**AIM OF THE TASK:** Each entry that appears below should be restated exactly as it is.

[Dataset entries]

········

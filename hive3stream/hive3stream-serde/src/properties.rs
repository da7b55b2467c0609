//! Table properties consumed when the adapter is initialized.

use std::{collections::HashMap, fmt, str::FromStr};

use crate::{error::ConfigError, type_info::parse_type_list, type_info::TypeInfo};

/// Column names, separated by [`COLUMN_NAME_DELIMITER`] (default `,`).
pub const LIST_COLUMNS: &str = "columns";
/// Column types, see [`parse_type_list`].
pub const LIST_COLUMN_TYPES: &str = "columns.types";
/// Override for the column-name separator.
pub const COLUMN_NAME_DELIMITER: &str = "column.name.delimiter";
/// Comma-separated timestamp formats; `\` escapes a literal comma.
pub const TIMESTAMP_FORMATS: &str = "timestamp.formats";
/// `double` (default) or `exact`.
pub const DECIMAL_MODE: &str = "decimal.mode";

pub const DEFAULT_COLUMN_NAME_DELIMITER: &str = ",";

/// How decimal columns are populated.
#[derive(Debug, Clone, Copy, PartialEq, Eq, Default)]
pub enum DecimalMode {
    /// Approximate the value as a 64-bit float. Lossy; kept for compatibility
    /// with rows written by earlier connector versions.
    #[default]
    Double,
    /// Keep an exact decimal rounded to the column's declared scale.
    Exact,
}

impl DecimalMode {
    pub fn as_str(&self) -> &'static str {
        match self {
            DecimalMode::Double => "double",
            DecimalMode::Exact => "exact",
        }
    }
}

impl FromStr for DecimalMode {
    type Err = String;

    fn from_str(s: &str) -> Result<Self, Self::Err> {
        match s.trim().to_ascii_lowercase().as_str() {
            "double" => Ok(DecimalMode::Double),
            "exact" => Ok(DecimalMode::Exact),
            other => Err(format!(
                "unknown decimal mode '{other}', expected 'double' or 'exact'"
            )),
        }
    }
}

impl fmt::Display for DecimalMode {
    fn fmt(&self, f: &mut fmt::Formatter<'_>) -> fmt::Result {
        f.write_str(self.as_str())
    }
}

/// Resolved table configuration.
#[derive(Debug, Clone, PartialEq)]
pub struct TableProperties {
    pub column_names: Vec<String>,
    pub column_types: Vec<TypeInfo>,
    pub timestamp_formats: Vec<String>,
    pub decimal_mode: DecimalMode,
}

impl TableProperties {
    pub fn new(column_names: Vec<String>, column_types: Vec<TypeInfo>) -> Self {
        Self {
            column_names,
            column_types,
            timestamp_formats: Vec::new(),
            decimal_mode: DecimalMode::default(),
        }
    }

    pub fn with_timestamp_formats(mut self, formats: Vec<String>) -> Self {
        self.timestamp_formats = formats;
        self
    }

    pub fn with_decimal_mode(mut self, mode: DecimalMode) -> Self {
        self.decimal_mode = mode;
        self
    }

    /// Build from raw key/value table properties.
    ///
    /// `columns` and `columns.types` are required; unknown keys are ignored.
    pub fn from_properties<K, V>(
        properties: impl IntoIterator<Item = (K, V)>,
    ) -> Result<Self, ConfigError>
    where
        K: Into<String>,
        V: Into<String>,
    {
        let props: HashMap<String, String> = properties
            .into_iter()
            .map(|(k, v)| (k.into(), v.into()))
            .collect();

        let names = props
            .get(LIST_COLUMNS)
            .ok_or(ConfigError::MissingProperty { key: LIST_COLUMNS })?;
        let types = props
            .get(LIST_COLUMN_TYPES)
            .ok_or(ConfigError::MissingProperty {
                key: LIST_COLUMN_TYPES,
            })?;
        let delimiter = match props.get(COLUMN_NAME_DELIMITER) {
            Some(d) if d.is_empty() => {
                return Err(ConfigError::InvalidProperty {
                    key: COLUMN_NAME_DELIMITER,
                    value: d.clone(),
                    detail: "delimiter must not be empty".to_string(),
                });
            }
            Some(d) => d.as_str(),
            None => DEFAULT_COLUMN_NAME_DELIMITER,
        };
        let decimal_mode = match props.get(DECIMAL_MODE) {
            Some(mode) => mode
                .parse()
                .map_err(|detail| ConfigError::InvalidProperty {
                    key: DECIMAL_MODE,
                    value: mode.clone(),
                    detail,
                })?,
            None => DecimalMode::default(),
        };

        Ok(Self {
            column_names: split_column_names(names, delimiter),
            column_types: parse_type_list(types)?,
            timestamp_formats: props
                .get(TIMESTAMP_FORMATS)
                .map(|s| split_and_unescape(s, ',', '\\'))
                .unwrap_or_default(),
            decimal_mode,
        })
    }
}

/// Split a column-name property. Trailing empty names are dropped, so an
/// empty property declares no columns.
pub fn split_column_names(names: &str, delimiter: &str) -> Vec<String> {
    let mut columns: Vec<String> = names.split(delimiter).map(str::to_string).collect();
    while columns.last().is_some_and(String::is_empty) {
        columns.pop();
    }
    columns
}

/// Split `s` on unescaped `separator` and drop the escape characters.
///
/// `escape` makes the following character literal, so with `,` and `\`
/// the input `a\,b,c` yields `["a,b", "c"]`. A trailing lone escape is kept.
pub fn split_and_unescape(s: &str, separator: char, escape: char) -> Vec<String> {
    if s.is_empty() {
        return Vec::new();
    }

    let mut parts = Vec::new();
    let mut current = String::new();
    let mut chars = s.chars();
    while let Some(c) = chars.next() {
        if c == escape {
            match chars.next() {
                Some(next) => current.push(next),
                None => current.push(escape),
            }
        } else if c == separator {
            parts.push(std::mem::take(&mut current));
        } else {
            current.push(c);
        }
    }
    parts.push(current);
    parts
}

#[cfg(test)]
mod tests {
    use super::*;

    #[test]
    fn split_and_unescape_keeps_escaped_separators() {
        assert_eq!(
            split_and_unescape(r"a\,b,c", ',', '\\'),
            vec!["a,b".to_string(), "c".to_string()]
        );
        assert_eq!(split_and_unescape(r"x\\,y", ',', '\\'), vec![r"x\", "y"]);
        assert_eq!(split_and_unescape(r"tail\", ',', '\\'), vec![r"tail\"]);
        assert!(split_and_unescape("", ',', '\\').is_empty());
    }

    #[test]
    fn split_column_names_honours_delimiter() {
        assert_eq!(split_column_names("a|b", "|"), vec!["a", "b"]);
        assert!(split_column_names("", ",").is_empty());
    }

    #[test]
    fn split_column_names_drops_trailing_empty_names() {
        assert_eq!(split_column_names("a,b,", ","), vec!["a", "b"]);
        assert_eq!(split_column_names("a,,b,,", ","), vec!["a", "", "b"]);
        assert!(split_column_names(",,", ",").is_empty());
    }
}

········

**SOLUTION BELOW:**
filename hive3stream/hive3stream-serde/src/properties.rs
repository da7b55b2467c0609
//! Table properties consumed when the adapter is initialized.

use std::{collections::HashMap, fmt, str::FromStr};

use crate::{error::ConfigError, type_info::parse_type_list, type_info::TypeInfo};

/// Column names, separated by [`COLUMN_NAME_DELIMITER`] (default `,`).
pub const LIST_COLUMNS: &str = "columns";
/// Column types, see [`parse_type_list`].
pub const LIST_COLUMN_TYPES: &str = "columns.types";
/// Override for the column-name separator.
pub const COLUMN_NAME_DELIMITER: &str = "column.name.delimiter";
/// Comma-separated timestamp formats; `\` escapes a literal comma.
pub const TIMESTAMP_FORMATS: &str = "timestamp.formats";
/// `double` (default) or `exact`.
pub const DECIMAL_MODE: &str = "decimal.mode";

pub const DEFAULT_COLUMN_NAME_DELIMITER: &str = ",";

/// How decimal columns are populated.
#[derive(Debug, Clone, Copy, PartialEq, Eq, Default)]
pub enum DecimalMode {
    /// Approximate the value as a 64-bit float. Lossy; kept for compatibility
    /// with rows written by earlier connector versions.
    #[default]
    Double,
    /// Keep an exact decimal rounded to the column's declared scale.
    Exact,
}

impl DecimalMode {
    pub fn as_str(&self) -> &'static str {
        match self {
            DecimalMode::Double => "double",
            DecimalMode::Exact => "exact",
        }
    }
}

impl FromStr for DecimalMode {
    type Err = String;

    fn from_str(s: &str) -> Result<Self, Self::Err> {
        match s.trim().to_ascii_lowercase().as_str() {
            "double" => Ok(DecimalMode::Double),
            "exact" => Ok(DecimalMode::Exact),
            other => Err(format!(
                "unknown decimal mode '{other}', expected 'double' or 'exact'"
            )),
        }
    }
}

impl fmt::Display for DecimalMode {
    fn fmt(&self, f: &mut fmt::Formatter<'_>) -> fmt::Result {
        f.write_str(self.as_str())
    }
}

/// Resolved table configuration.
#[derive(Debug, Clone, PartialEq)]
pub struct TableProperties {
    pub column_names: Vec<String>,
    pub column_types: Vec<TypeInfo>,
    pub timestamp_formats: Vec<String>,
    pub decimal_mode: DecimalMode,
}

impl TableProperties {
    pub fn new(column_names: Vec<String>, column_types: Vec<TypeInfo>) -> Self {
        Self {
            column_names,
            column_types,
            timestamp_formats: Vec::new(),
            decimal_mode: DecimalMode::default(),
        }
    }

    pub fn with_timestamp_formats(mut self, formats: Vec<String>) -> Self {
        self.timestamp_formats = formats;
        self
    }

    pub fn with_decimal_mode(mut self, mode: DecimalMode) -> Self {
        self.decimal_mode = mode;
        self
    }

    /// Build from raw key/value table properties.
    ///
    /// `columns` and `columns.types` are required; unknown keys are ignored.
    pub fn from_properties<K, V>(
        properties: impl IntoIterator<Item = (K, V)>,
    ) -> Result<Self, ConfigError>
    where
        K: Into<String>,
        V: Into<String>,
    {
        let props: HashMap<String, String> = properties
            .into_iter()
            .map(|(k, v)| (k.into(), v.into()))
            .collect();

        let names = props
            .get(LIST_COLUMNS)
            .ok_or(ConfigError::MissingProperty { key: LIST_COLUMNS })?;
        let types = props
            .get(LIST_COLUMN_TYPES)
            .ok_or(ConfigError::MissingProperty {
                key: LIST_COLUMN_TYPES,
            })?;
        let delimiter = match props.get(COLUMN_NAME_DELIMITER) {
            Some(d) if d.is_empty() => {
                return Err(ConfigError::InvalidProperty {
                    key: COLUMN_NAME_DELIMITER,
                    value: d.clone(),
                    detail: "delimiter must not be empty".to_string(),
                });
            }
            Some(d) => d.as_str(),
            None => DEFAULT_COLUMN_NAME_DELIMITER,
        };
        let decimal_mode = match props.get(DECIMAL_MODE) {
            Some(mode) => mode
                .parse()
                .map_err(|detail| ConfigError::InvalidProperty {
                    key: DECIMAL_MODE,
                    value: mode.clone(),
                    detail,
                })?,
            None => DecimalMode::default(),
        };

        Ok(Self {
            column_names: split_column_names(names, delimiter),
            column_types: parse_type_list(types)?,
            timestamp_formats: props
                .get(TIMESTAMP_FORMATS)
                .map(|s| split_and_unescape(s, ',', '\\'))
                .unwrap_or_default(),
            decimal_mode,
        })
    }
}

/// Split a column-name property. Trailing empty names are dropped, so an
/// empty property declares no columns.
pub fn split_column_names(names: &str, delimiter: &str) -> Vec<String> {
    let mut columns: Vec<String> = names.split(delimiter).map(str::to_string).collect();
    while columns.last().is_some_and(String::is_empty) {
        columns.pop();
    }
    columns
}

/// Split `s` on unescaped `separator` and drop the escape characters.
///
/// `escape` makes the following character literal, so with `,` and `\`
/// the input `a\,b,c` yields `["a,b", "c"]`. A trailing lone escape is kept.
pub fn split_and_unescape(s: &str, separator: char, escape: char) -> Vec<String> {
    if s.is_empty() {
        return Vec::new();
    }

    let mut parts = Vec::new();
    let mut current = String::new();
    let mut chars = s.chars();
    while let Some(c) = chars.next() {
        if c == escape {
            match chars.next() {
                Some(next) => current.push(next),
                None => current.push(escape),
            }
        } else if c == separator {
            parts.push(std::mem::take(&mut current));
        } else {
            current.push(c);
        }
    }
    parts.push(current);
    parts
}

#[cfg(test)]
mod tests {
    use super::*;

    #[test]
    fn split_and_unescape_keeps_escaped_separators() {
        assert_eq!(
            split_and_unescape(r"a\,b,c", ',', '\\'),
            vec!["a,b".to_string(), "c".to_string()]
        );
        assert_eq!(split_and_unescape(r"x\\,y", ',', '\\'), vec![r"x\", "y"]);
        assert_eq!(split_and_unescape(r"tail\", ',', '\\'), vec![r"tail\"]);
        assert!(split_and_unescape("", ',', '\\').is_empty());
    }

    #[test]
    fn split_column_names_honours_delimiter() {
        assert_eq!(split_column_names("a|b", "|"), vec!["a", "b"]);
        assert!(split_column_names("", ",").is_empty());
    }

    #[test]
    fn split_column_names_drops_trailing_empty_names() {
        assert_eq!(split_column_names("a,b,", ","), vec!["a", "b"]);
        assert_eq!(split_column_names("a,,b,,", ","), vec!["a", "", "b"]);
        assert!(split_column_names(",,", ",").is_empty());
    }
}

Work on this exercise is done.